Background:Memory tests focused on binding may be more sensitive to diagnose Alzheimer’s disease (AD) at an early phase. TMA-93 examines relational binding by images.Objective:Evaluate the reliability (internal consistency and inter-rater and test-retest reliability) and feasibility of the TMA-93 in a clinic setting with low-educated individuals and limited face-to-face time per patient.Methods:The study was undertaken in a neurology outpatient clinic of a hospital in Southern Spain. The internal consistency of the TMA-93 was estimated in 35 patients with amnestic mild cognitive impairment (aMCI) and 40 healthy controls (HCs). The inter-rater reliability (by two raters) and feasibility (by recording the percentage of participants who completed the test, and by timing the administration time) were evaluated in HCs (n = 16), aMCI patients (n = 18), and mild dementia patients (n = 15). The test-retest reliability for the TMA-93 total score was studied in 51 HCs tested by the same examiner 2–4 months apart. The internal consistency was estimated by Cronbach’s alpha. The inter-rater and test-retest reliability was quantified by the intraclass correlation coefficient (ICC). The administration time was compared by diagnosis.Results:The internal consistency was “optimal” (Cronbach’s alpha = 0.936).
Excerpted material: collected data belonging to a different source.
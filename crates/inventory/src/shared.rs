//! Lock-guarded repository handle for concurrent callers.

use std::sync::{Arc, PoisonError, RwLock, RwLockReadGuard, RwLockWriteGuard};

use stockroom_core::{InventoryResult, Quantity};

use crate::item::InventoryItem;
use crate::repository::Repository;

/// Cloneable handle to one [`Repository`] behind a reader/writer lock.
///
/// - At most one mutation (`add`, `remove`, `update_quantity`, `adjust_quantity`)
///   is in flight at a time.
/// - Reads run concurrently with each other but never observe a half-applied write.
/// - Reads return owned values, so later writes never affect what a reader holds.
///
/// A poisoned lock is recovered: every repository operation validates before
/// it mutates, so a panicking holder cannot leave a partial change behind.
#[derive(Debug)]
pub struct SharedRepository<T: InventoryItem> {
    inner: Arc<RwLock<Repository<T>>>,
}

impl<T: InventoryItem> SharedRepository<T> {
    pub fn new() -> Self {
        Self::from_repository(Repository::new())
    }

    pub fn from_repository(repository: Repository<T>) -> Self {
        Self {
            inner: Arc::new(RwLock::new(repository)),
        }
    }

    fn read(&self) -> RwLockReadGuard<'_, Repository<T>> {
        self.inner.read().unwrap_or_else(PoisonError::into_inner)
    }

    fn write(&self) -> RwLockWriteGuard<'_, Repository<T>> {
        self.inner.write().unwrap_or_else(PoisonError::into_inner)
    }

    pub fn add(&self, item: T) -> InventoryResult<()> {
        self.write().add(item)
    }

    pub fn get_by_id(&self, id: &T::Id) -> InventoryResult<T> {
        self.read().get_by_id(id).cloned()
    }

    pub fn remove(&self, id: &T::Id) -> InventoryResult<T> {
        self.write().remove(id)
    }

    pub fn list_all(&self) -> Vec<T> {
        self.read().list_all()
    }

    pub fn update_quantity(&self, id: &T::Id, new_quantity: i64) -> InventoryResult<()> {
        self.write().update_quantity(id, new_quantity)
    }

    /// Read-modify-write under a single write lock.
    pub fn adjust_quantity(&self, id: &T::Id, delta: i64) -> InventoryResult<(Quantity, Quantity)> {
        self.write().adjust_quantity(id, delta)
    }

    pub fn len(&self) -> usize {
        self.read().len()
    }

    pub fn is_empty(&self) -> bool {
        self.read().is_empty()
    }

    /// Copy of the whole repository taken under one read lock.
    pub fn snapshot(&self) -> Repository<T> {
        self.read().clone()
    }
}

impl<T: InventoryItem> Clone for SharedRepository<T> {
    fn clone(&self) -> Self {
        Self {
            inner: Arc::clone(&self.inner),
        }
    }
}

impl<T: InventoryItem> Default for SharedRepository<T> {
    fn default() -> Self {
        Self::new()
    }
}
The test-retest reliability was “good” [ICC = 0.802 (CI 95% = 0.653–0.887)]. The inter-rater reliability was “optimal” [ICC = 0.999, (CI 95% = 0.999–1)]. All participants completed the test. The administration time ranged from less than 3 min in HCs to 6 min in aMCI patients, and 7 min in mild dementia patients.Conclusion:Good feasibility and reliability support using the TMA-93 for examining visual relational binding, particularly in the context of low-educational attainment and limited time per patient.